[Opening Supplied data section]

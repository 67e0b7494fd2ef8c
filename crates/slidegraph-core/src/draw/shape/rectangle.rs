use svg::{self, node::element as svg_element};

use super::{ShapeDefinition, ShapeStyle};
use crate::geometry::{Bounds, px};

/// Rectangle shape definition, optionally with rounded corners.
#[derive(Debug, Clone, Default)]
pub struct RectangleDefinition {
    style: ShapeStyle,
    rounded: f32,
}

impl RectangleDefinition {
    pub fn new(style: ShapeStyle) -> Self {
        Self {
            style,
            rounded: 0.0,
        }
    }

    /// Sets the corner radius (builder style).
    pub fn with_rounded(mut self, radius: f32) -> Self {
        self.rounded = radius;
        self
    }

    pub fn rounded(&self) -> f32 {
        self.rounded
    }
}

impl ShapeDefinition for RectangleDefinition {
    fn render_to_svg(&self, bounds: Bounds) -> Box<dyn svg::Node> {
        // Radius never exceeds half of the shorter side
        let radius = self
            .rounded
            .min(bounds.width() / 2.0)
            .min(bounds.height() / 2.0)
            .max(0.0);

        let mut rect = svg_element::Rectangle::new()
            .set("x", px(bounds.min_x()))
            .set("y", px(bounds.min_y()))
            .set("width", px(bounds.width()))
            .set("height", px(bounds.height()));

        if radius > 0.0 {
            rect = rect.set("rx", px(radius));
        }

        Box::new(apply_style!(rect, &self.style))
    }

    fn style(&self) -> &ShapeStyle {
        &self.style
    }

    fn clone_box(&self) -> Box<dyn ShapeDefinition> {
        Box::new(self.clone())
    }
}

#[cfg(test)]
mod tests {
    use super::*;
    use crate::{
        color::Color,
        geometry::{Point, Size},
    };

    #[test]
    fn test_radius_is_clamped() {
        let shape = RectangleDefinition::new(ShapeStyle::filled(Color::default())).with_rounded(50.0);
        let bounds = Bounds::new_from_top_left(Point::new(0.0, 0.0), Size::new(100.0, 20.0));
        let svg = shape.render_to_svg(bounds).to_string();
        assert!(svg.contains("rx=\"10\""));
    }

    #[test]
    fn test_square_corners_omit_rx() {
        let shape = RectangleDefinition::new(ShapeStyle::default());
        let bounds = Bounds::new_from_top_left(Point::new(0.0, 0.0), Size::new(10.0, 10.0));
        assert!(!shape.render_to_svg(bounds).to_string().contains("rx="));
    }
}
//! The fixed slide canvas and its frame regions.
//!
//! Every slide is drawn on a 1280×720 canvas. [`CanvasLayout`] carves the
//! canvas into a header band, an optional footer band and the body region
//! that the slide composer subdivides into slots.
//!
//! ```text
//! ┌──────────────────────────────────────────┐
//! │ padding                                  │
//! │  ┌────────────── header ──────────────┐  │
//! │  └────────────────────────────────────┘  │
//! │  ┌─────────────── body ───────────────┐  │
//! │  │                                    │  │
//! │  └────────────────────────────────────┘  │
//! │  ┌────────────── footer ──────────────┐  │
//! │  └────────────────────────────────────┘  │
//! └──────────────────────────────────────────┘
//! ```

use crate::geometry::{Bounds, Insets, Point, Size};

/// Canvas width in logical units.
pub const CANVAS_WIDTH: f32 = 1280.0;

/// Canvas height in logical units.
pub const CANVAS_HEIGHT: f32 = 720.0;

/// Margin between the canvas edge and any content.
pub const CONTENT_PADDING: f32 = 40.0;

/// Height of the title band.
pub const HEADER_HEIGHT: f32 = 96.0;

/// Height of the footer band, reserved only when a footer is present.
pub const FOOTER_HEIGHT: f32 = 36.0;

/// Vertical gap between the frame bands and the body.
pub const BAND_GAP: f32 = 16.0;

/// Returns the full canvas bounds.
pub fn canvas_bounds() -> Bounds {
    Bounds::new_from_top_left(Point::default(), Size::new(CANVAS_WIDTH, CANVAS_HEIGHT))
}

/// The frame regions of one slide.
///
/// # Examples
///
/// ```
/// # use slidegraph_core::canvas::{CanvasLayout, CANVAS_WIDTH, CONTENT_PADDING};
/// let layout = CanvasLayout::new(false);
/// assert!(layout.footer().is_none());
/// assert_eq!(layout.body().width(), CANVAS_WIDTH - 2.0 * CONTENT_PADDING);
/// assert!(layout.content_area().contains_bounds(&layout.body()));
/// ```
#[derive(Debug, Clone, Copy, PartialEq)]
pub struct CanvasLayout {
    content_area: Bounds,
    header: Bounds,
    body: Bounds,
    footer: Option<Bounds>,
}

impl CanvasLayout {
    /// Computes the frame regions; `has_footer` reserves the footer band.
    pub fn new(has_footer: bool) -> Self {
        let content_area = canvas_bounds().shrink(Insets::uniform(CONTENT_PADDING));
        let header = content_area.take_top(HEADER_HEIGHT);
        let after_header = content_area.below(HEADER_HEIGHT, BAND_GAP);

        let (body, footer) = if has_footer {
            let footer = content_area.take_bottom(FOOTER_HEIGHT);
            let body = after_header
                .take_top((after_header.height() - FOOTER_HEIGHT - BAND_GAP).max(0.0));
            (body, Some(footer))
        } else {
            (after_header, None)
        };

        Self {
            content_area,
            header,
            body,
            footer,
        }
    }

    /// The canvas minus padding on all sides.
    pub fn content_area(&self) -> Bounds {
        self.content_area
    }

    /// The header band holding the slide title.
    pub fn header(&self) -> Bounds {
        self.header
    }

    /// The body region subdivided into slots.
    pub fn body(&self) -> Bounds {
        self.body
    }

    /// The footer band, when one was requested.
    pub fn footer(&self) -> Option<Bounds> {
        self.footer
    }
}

[Closing Supplied data section]

== What to do ==
Nothing is to be left out. Repeat the whole listing exactly.

== Task output ==
repository 67e0b7494fd2ef8c
filename crates/slidegraph-core/src/draw/shape/rectangle.rs
use svg::{self, node::element as svg_element};

use super::{ShapeDefinition, ShapeStyle};
use crate::geometry::{Bounds, px};

/// Rectangle shape definition, optionally with rounded corners.
#[derive(Debug, Clone, Default)]
pub struct RectangleDefinition {
    style: ShapeStyle,
    rounded: f32,
}

impl RectangleDefinition {
    pub fn new(style: ShapeStyle) -> Self {
        Self {
            style,
            rounded: 0.0,
        }
    }

    /// Sets the corner radius (builder style).
    pub fn with_rounded(mut self, radius: f32) -> Self {
        self.rounded = radius;
        self
    }

    pub fn rounded(&self) -> f32 {
        self.rounded
    }
}

impl ShapeDefinition for RectangleDefinition {
    fn render_to_svg(&self, bounds: Bounds) -> Box<dyn svg::Node> {
        // Radius never exceeds half of the shorter side
        let radius = self
            .rounded
            .min(bounds.width() / 2.0)
            .min(bounds.height() / 2.0)
            .max(0.0);

        let mut rect = svg_element::Rectangle::new()
            .set("x", px(bounds.min_x()))
            .set("y", px(bounds.min_y()))
            .set("width", px(bounds.width()))
            .set("height", px(bounds.height()));

        if radius > 0.0 {
            rect = rect.set("rx", px(radius));
        }

        Box::new(apply_style!(rect, &self.style))
    }

    fn style(&self) -> &ShapeStyle {
        &self.style
    }

    fn clone_box(&self) -> Box<dyn ShapeDefinition> {
        Box::new(self.clone())
    }
}

#[cfg(test)]
mod tests {
    use super::*;
    use crate::{
        color::Color,
        geometry::{Point, Size},
    };

    #[test]
    fn test_radius_is_clamped() {
        let shape = RectangleDefinition::new(ShapeStyle::filled(Color::default())).with_rounded(50.0);
        let bounds = Bounds::new_from_top_left(Point::new(0.0, 0.0), Size::new(100.0, 20.0));
        let svg = shape.render_to_svg(bounds).to_string();
        assert!(svg.contains("rx=\"10\""));
    }

    #[test]
    fn test_square_corners_omit_rx() {
        let shape = RectangleDefinition::new(ShapeStyle::default());
        let bounds = Bounds::new_from_top_left(Point::new(0.0, 0.0), Size::new(10.0, 10.0));
        assert!(!shape.render_to_svg(bounds).to_string().contains("rx="));
    }
}
//! The fixed slide canvas and its frame regions.
//!
//! Every slide is drawn on a 1280×720 canvas. [`CanvasLayout`] carves the
//! canvas into a header band, an optional footer band and the body region
//! that the slide composer subdivides into slots.
//!
//! ```text
//! ┌──────────────────────────────────────────┐
//! │ padding                                  │
//! │  ┌────────────── header ──────────────┐  │
//! │  └────────────────────────────────────┘  │
//! │  ┌─────────────── body ───────────────┐  │
//! │  │                                    │  │
//! │  └────────────────────────────────────┘  │
//! │  ┌────────────── footer ──────────────┐  │
//! │  └────────────────────────────────────┘  │
//! └──────────────────────────────────────────┘
//! ```

use crate::geometry::{Bounds, Insets, Point, Size};

/// Canvas width in logical units.
pub const CANVAS_WIDTH: f32 = 1280.0;

/// Canvas height in logical units.
pub const CANVAS_HEIGHT: f32 = 720.0;

/// Margin between the canvas edge and any content.
pub const CONTENT_PADDING: f32 = 40.0;

/// Height of the title band.
pub const HEADER_HEIGHT: f32 = 96.0;

/// Height of the footer band, reserved only when a footer is present.
pub const FOOTER_HEIGHT: f32 = 36.0;

/// Vertical gap between the frame bands and the body.
pub const BAND_GAP: f32 = 16.0;

/// Returns the full canvas bounds.
pub fn canvas_bounds() -> Bounds {
    Bounds::new_from_top_left(Point::default(), Size::new(CANVAS_WIDTH, CANVAS_HEIGHT))
}

/// The frame regions of one slide.
///
/// # Examples
///
/// ```
/// # use slidegraph_core::canvas::{CanvasLayout, CANVAS_WIDTH, CONTENT_PADDING};
/// let layout = CanvasLayout::new(false);
/// assert!(layout.footer().is_none());
/// assert_eq!(layout.body().width(), CANVAS_WIDTH - 2.0 * CONTENT_PADDING);
/// assert!(layout.content_area().contains_bounds(&layout.body()));
/// ```
#[derive(Debug, Clone, Copy, PartialEq)]
pub struct CanvasLayout {
    content_area: Bounds,
    header: Bounds,
    body: Bounds,
    footer: Option<Bounds>,
}

impl CanvasLayout {
    /// Computes the frame regions; `has_footer` reserves the footer band.
    pub fn new(has_footer: bool) -> Self {
        let content_area = canvas_bounds().shrink(Insets::uniform(CONTENT_PADDING));
        let header = content_area.take_top(HEADER_HEIGHT);
        let after_header = content_area.below(HEADER_HEIGHT, BAND_GAP);

        let (body, footer) = if has_footer {
            let footer = content_area.take_bottom(FOOTER_HEIGHT);
            let body = after_header
                .take_top((after_header.height() - FOOTER_HEIGHT - BAND_GAP).max(0.0));
            (body, Some(footer))
        } else {
            (after_header, None)
        };

        Self {
            content_area,
            header,
            body,
            footer,
        }
    }

    /// The canvas minus padding on all sides.
    pub fn content_area(&self) -> Bounds {
        self.content_area
    }

    /// The header band holding the slide title.
    pub fn header(&self) -> Bounds {
        self.header
    }

    /// The body region subdivided into slots.
    pub fn body(&self) -> Bounds {
        self.body
    }

    /// The footer band, when one was requested.
    pub fn footer(&self) -> Option<Bounds> {
        self.footer
    }
}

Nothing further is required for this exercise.